START Supplied information

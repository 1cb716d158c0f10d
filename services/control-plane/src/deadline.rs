//! Caller-provided deadlines for calls which may suspend.

use std::future::Future;
use std::time::Duration;

use tokio::time::Instant;

use crate::error::{Error, Result};

/// The point in time by which a request must be answered.
///
/// Every call to a collaborator (job service, stores, RBAC oracle) runs under the
/// request's deadline. Running out of time is reported as an internal error.
#[derive(Debug, Clone, Copy)]
pub struct Deadline {
    at: Instant,
}

#[derive(Debug, thiserror::Error)]
#[error("deadline exceeded while waiting for {0}")]
struct DeadlineExceeded(&'static str);

impl Deadline {
    /// A deadline `timeout` from now.
    pub fn after(timeout: Duration) -> Self {
        Self {
            at: Instant::now() + timeout,
        }
    }

    /// Time left before the deadline passes.
    pub fn remaining(&self) -> Duration {
        self.at.saturating_duration_since(Instant::now())
    }

    /// Run `fut`, giving up when the deadline passes.
    pub async fn run<F, T, E>(&self, what: &'static str, fut: F) -> Result<T>
    where
        F: Future<Output = Result<T, E>>,
        E: Into<Error>,
    {
        match tokio::time::timeout_at(self.at, fut).await {
            Ok(result) => result.map_err(Into::into),
            Err(_) => {
                tracing::warn!(what, "deadline exceeded");
                Err(Error::internal(DeadlineExceeded(what)))
            }
        }
    }
}
//! JSON 提取：从模型的自由文本输出中恢复第一个完整的 JSON 对象
//!
//! 从第一个 `{` 向后扫描，跟踪是否处于字符串字面量内、上一个字符是否为未消费的转义符；
//! 仅在字符串外统计花括号深度，深度回到 0 时返回对应切片。前后的说明文字、markdown 围栏都会被忽略。

use serde::de::DeserializeOwned;

use crate::pipeline::ParseStage;

/// 返回第一个平衡的 `{...}` 子串；没有闭合对象时返回 None
pub fn extract_json(text: &str) -> Option<&str> {
    let start = text.find('{')?;
    let mut depth = 0usize;
    let mut in_string = false;
    let mut escaped = false;

    for (offset, ch) in text[start..].char_indices() {
        if in_string {
            if escaped {
                escaped = false;
            } else if ch == '\\' {
                escaped = true;
            } else if ch == '"' {
                in_string = false;
            }
            continue;
        }
        match ch {
            '"' => in_string = true,
            '{' => depth += 1,
            '}' => {
                depth -= 1;
                if depth == 0 {
                    let end = start + offset + ch.len_utf8();
                    return Some(&text[start..end]);
                }
            }
            _ => {}
        }
    }
    None
}

/// 解析失败原因
#[derive(Debug, Clone, PartialEq, Eq)]
pub enum DecodeError {
    /// 文本中没有闭合的 JSON 对象
    NoObject,
    /// 找到对象但严格反序列化失败
    Invalid(String),
}

impl std::fmt::Display for DecodeError {
    fn fmt(&self, f: &mut std::fmt::Formatter<'_>) -> std::fmt::Result {
        match self {
            DecodeError::NoObject => write!(f, "no JSON object found"),
            DecodeError::Invalid(e) => write!(f, "invalid JSON: {}", e),
        }
    }
}

/// 先整段严格解析，失败再提取后严格解析；返回值与产出它的解析阶段
pub fn decode_json<T: DeserializeOwned>(text: &str) -> Result<(T, ParseStage), DecodeError> {
    if let Ok(value) = serde_json::from_str::<T>(text.trim()) {
        return Ok((value, ParseStage::Direct));
    }
    let slice = extract_json(text).ok_or(DecodeError::NoObject)?;
    serde_json::from_str::<T>(slice)
        .map(|v| (v, ParseStage::Extracted))
        .map_err(|e| DecodeError::Invalid(e.to_string()))
}
//! Coder：注入的代码生成能力
//!
//! 流水线本身不做代码合成，只依赖两个可互换的处理器：fast（单次调用）与 agentic（工具循环），
//! 签名均为 (message, BrandContext, currentFiles) -> GenerationResult。
//! 有主计划 / 设计令牌时，编排器先拼出扩展 prompt（原样嵌入计划与设计简报 + 固定实现要求）再委托。

use async_trait::async_trait;

use crate::core::HandlerError;
use crate::pipeline::validator::{ICON_LIBRARY, REQUIRED_CSS_VARIABLES, STYLESHEET_FILE};
use crate::pipeline::{BrandContext, DesignTokens, FileSet, GenerationResult, MasterPlan};

/// 生成处理器能力集（由调用方注入，编排器不依赖具体推理实现）
#[async_trait]
pub trait GenerationHandlers: Send + Sync {
    /// 单次调用生成
    async fn run_fast(
        &self,
        message: &str,
        brand: &BrandContext,
        current_files: &FileSet,
    ) -> Result<GenerationResult, HandlerError>;

    /// 工具循环生成
    async fn run_agentic(
        &self,
        message: &str,
        brand: &BrandContext,
        current_files: &FileSet,
    ) -> Result<GenerationResult, HandlerError>;
}

/// 处理器选择
#[derive(Debug, Clone, Copy, PartialEq, Eq)]
pub enum HandlerKind {
    Fast,
    Agentic,
}

impl HandlerKind {
    pub fn tool_name(&self) -> &'static str {
        match self {
            HandlerKind::Fast => "run_fast",
            HandlerKind::Agentic => "run_agentic",
        }
    }
}

/// 把请求、主计划与设计简报拼成扩展 prompt；缺少计划与设计时原样返回请求
pub fn build_coder_prompt(
    request: &str,
    plan: Option<&MasterPlan>,
    design_brief: Option<&str>,
    tokens: Option<&DesignTokens>,
) -> String {
    if plan.is_none() && design_brief.is_none() && tokens.is_none() {
        return request.to_string();
    }

    let mut prompt = format!("{}\n\n", request);

    if let Some(plan) = plan {
        let plan_json = serde_json::to_string_pretty(plan).unwrap_or_default();
        prompt.push_str("## Master plan\n");
        prompt.push_str(&plan_json);
        prompt.push_str("\n\n");
    }
    if let Some(brief) = design_brief {
        prompt.push_str("## Design brief\n");
        prompt.push_str(brief);
        prompt.push_str("\n\n");
    }
    if let Some(tokens) = tokens {
        prompt.push_str(&format!(
            "## Design tokens\nColors: {}\nFonts: {}\n\n",
            tokens.colors.join(", "),
            tokens.fonts.join(", ")
        ));
    }

    prompt.push_str("## Implementation requirements\n");
    let requirements = [
        "Split the page into one component file per planned section and compose them in src/App.tsx.".to_string(),
        "Wrap page content in semantic landmarks (<header>, <main>, <section>, <footer>), label interactive elements and give images alt text.".to_string(),
        format!(
            "Declare these CSS custom properties in {}: {} and use them instead of raw hex values.",
            STYLESHEET_FILE,
            REQUIRED_CSS_VARIABLES.join(", ")
        ),
        format!("Use icons from {} only.", ICON_LIBRARY),
        "Keep WCAG AA contrast between text and background; never place text colored with the background color on it.".to_string(),
        "Include a stats / social-proof band with concrete numbers or testimonials.".to_string(),
    ];
    for (i, req) in requirements.iter().enumerate() {
        prompt.push_str(&format!("{}. {}\n", i + 1, req));
    }
    prompt
}

#[cfg(test)]
mod tests {
    use super::*;
    use crate::pipeline::planner::fallback_plan;
    use crate::pipeline::types::sample_brand;

    #[test]
    fn test_plain_request_passthrough() {
        assert_eq!(build_coder_prompt("make a site", None, None, None), "make a site");
    }

    #[test]
    fn test_extended_prompt_embeds_plan_and_brief() {
        let plan = fallback_plan(&sample_brand());
        let tokens = DesignTokens {
            colors: vec!["#1A73E8".to_string()],
            fonts: vec!["Inter".to_string()],
        };
        let prompt = build_coder_prompt("make a site", Some(&plan), Some("Bold and bright."), Some(&tokens));
        assert!(prompt.starts_with("make a site"));
        assert!(prompt.contains(&plan.objective));
        assert!(prompt.contains("Bold and bright."));
        assert!(prompt.contains("--color-background"));
        assert!(prompt.contains("lucide-react"));
        assert!(prompt.contains("Colors: #1A73E8"));
    }
}
//! Planner：根据请求与品牌上下文产出主计划（MasterPlan）
//!
//! 调用 LLM 得到主计划 JSON；任何失败（网络、超时、解析、缺少 objective/sections）
//! 都退回到只依赖品牌字段构造的确定性计划，不向调用方抛错（取消除外）。

use std::sync::Arc;

use crate::core::PipelineError;
use crate::llm::LlmClient;
use crate::pipeline::stage::request_json;
use crate::pipeline::{
    BrandContext, ComponentPlan, GenerationQuality, MasterPlan, QualityProfile, StageControl,
    StageSource,
};

/// 主计划必须覆盖的页面分区（顺序即页面顺序）
pub const REQUIRED_SECTIONS: [&str; 6] = [
    "navigation",
    "hero",
    "stats",
    "features",
    "call-to-action",
    "footer",
];

/// Planner 输出
#[derive(Debug, Clone)]
pub struct PlanOutcome {
    pub plan: MasterPlan,
    pub source: StageSource,
}

/// Planner：持有 LLM 与模型名
pub struct Planner {
    llm: Arc<dyn LlmClient>,
    model: String,
}

impl Planner {
    pub fn new(llm: Arc<dyn LlmClient>, model: impl Into<String>) -> Self {
        Self {
            llm,
            model: model.into(),
        }
    }

    pub async fn plan(
        &self,
        request: &str,
        brand: &BrandContext,
        quality: GenerationQuality,
        control: &StageControl,
    ) -> Result<PlanOutcome, PipelineError> {
        let profile = QualityProfile::for_quality(quality);
        let prompt = build_plan_prompt(request, brand);
        let options = profile.plan_options(&self.model, 0.4);

        let failure = match request_json::<MasterPlan>(self.llm.as_ref(), &prompt, &options, control).await {
            Ok((plan, stage)) => match accept_plan(plan) {
                Ok(plan) => {
                    tracing::info!(sections = plan.sections.len(), "Master plan generated");
                    return Ok(PlanOutcome {
                        plan,
                        source: StageSource::Model(stage),
                    });
                }
                Err(reason) => reason,
            },
            Err(failure) => failure.into_reason()?,
        };

        tracing::warn!(reason = %failure, "Planner failed, using deterministic plan");
        Ok(PlanOutcome {
            plan: fallback_plan(brand),
            source: StageSource::Fallback { reason: failure },
        })
    }
}

/// 结构校验：objective 与 sections 非空；组件计划为空时补默认组件
fn accept_plan(mut plan: MasterPlan) -> Result<MasterPlan, String> {
    if plan.objective.trim().is_empty() {
        return Err("plan is missing objective".to_string());
    }
    plan.sections.retain(|s| !s.trim().is_empty());
    if plan.sections.is_empty() {
        return Err("plan is missing sections".to_string());
    }
    plan.component_plan
        .retain(|c| !c.file.trim().is_empty() && !c.responsibility.trim().is_empty());
    if plan.component_plan.is_empty() {
        plan.component_plan = default_component_plan();
    }
    Ok(plan)
}

fn build_plan_prompt(request: &str, brand: &BrandContext) -> String {
    let insights = &brand.insights;
    format!(
        "You are the planning stage of a website generator. Produce an implementation plan.\n\
         Return ONLY one JSON object with keys: objective (string), sections (string[]), \
         componentPlan ({{file, responsibility}}[]), implementationNotes (string[]), acceptanceCriteria (string[]).\n\
         The sections MUST include, in order: {sections}.\n\n\
         User request: {request}\n\
         Brand: {name} - {tagline}\n\
         Category: {category}\nTarget audience: {audience}\n\
         Keywords: {keywords}\nPain points: {pains}\nOpportunities: {opps}\n\
         Palette: primary {p}, secondary {s}, accent {a}, background {b}, text {t}",
        sections = REQUIRED_SECTIONS.join(", "),
        request = request,
        name = brand.name,
        tagline = brand.tagline,
        category = brand.category_or_default(),
        audience = brand.audience_or_default(),
        keywords = insights.keywords.join(", "),
        pains = insights.pain_points.join("; "),
        opps = insights.opportunities.join("; "),
        p = brand.colors.primary,
        s = brand.colors.secondary,
        a = brand.colors.accent,
        b = brand.colors.background,
        t = brand.colors.text,
    )
}

fn default_component_plan() -> Vec<ComponentPlan> {
    [
        ("src/main.tsx", "Mount the React root and import the global stylesheet"),
        ("src/App.tsx", "Compose all page sections inside semantic landmarks"),
        ("src/components/Navbar.tsx", "Brand logo, anchor links and primary call-to-action"),
        ("src/components/Hero.tsx", "Headline, tagline and primary call-to-action"),
        ("src/components/Stats.tsx", "Metrics and social-proof band"),
        ("src/components/Features.tsx", "Feature grid with icons"),
        ("src/components/CallToAction.tsx", "Closing conversion section"),
        ("src/components/Footer.tsx", "Links, contact and copyright"),
        ("src/index.css", "Brand CSS custom properties and base styles"),
    ]
    .into_iter()
    .map(|(file, responsibility)| ComponentPlan {
        file: file.to_string(),
        responsibility: responsibility.to_string(),
    })
    .collect()
}

/// 只由品牌字段构造的确定性主计划（不调用推理服务）
pub fn fallback_plan(brand: &BrandContext) -> MasterPlan {
    let tagline = if brand.tagline.trim().is_empty() {
        String::new()
    } else {
        format!(" ({})", brand.tagline.trim())
    };
    MasterPlan {
        objective: format!(
            "Build a conversion-focused {} landing page for {}{} aimed at {}.",
            brand.category_or_default(),
            brand.name,
            tagline,
            brand.audience_or_default()
        ),
        sections: REQUIRED_SECTIONS.iter().map(|s| s.to_string()).collect(),
        component_plan: default_component_plan(),
        implementation_notes: vec![
            "Expose every brand color as a CSS custom property in src/index.css".to_string(),
            "Use lucide-react icons for features and stats".to_string(),
            "Keep text contrast readable against the background color".to_string(),
        ],
        acceptance_criteria: vec![
            "src/main.tsx, src/App.tsx and src/index.css exist".to_string(),
            format!(
                "Brand palette {} is used",
                brand.colors.values().join(", ")
            ),
            "App.tsx wraps content in a <main> landmark".to_string(),
            "A stats / social-proof section is present".to_string(),
        ],
    }
}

END Supplied information

§ Exercise aim:
Using the data above, tally the lines that contain the string "background" and state only the result.

§ Solution below:
5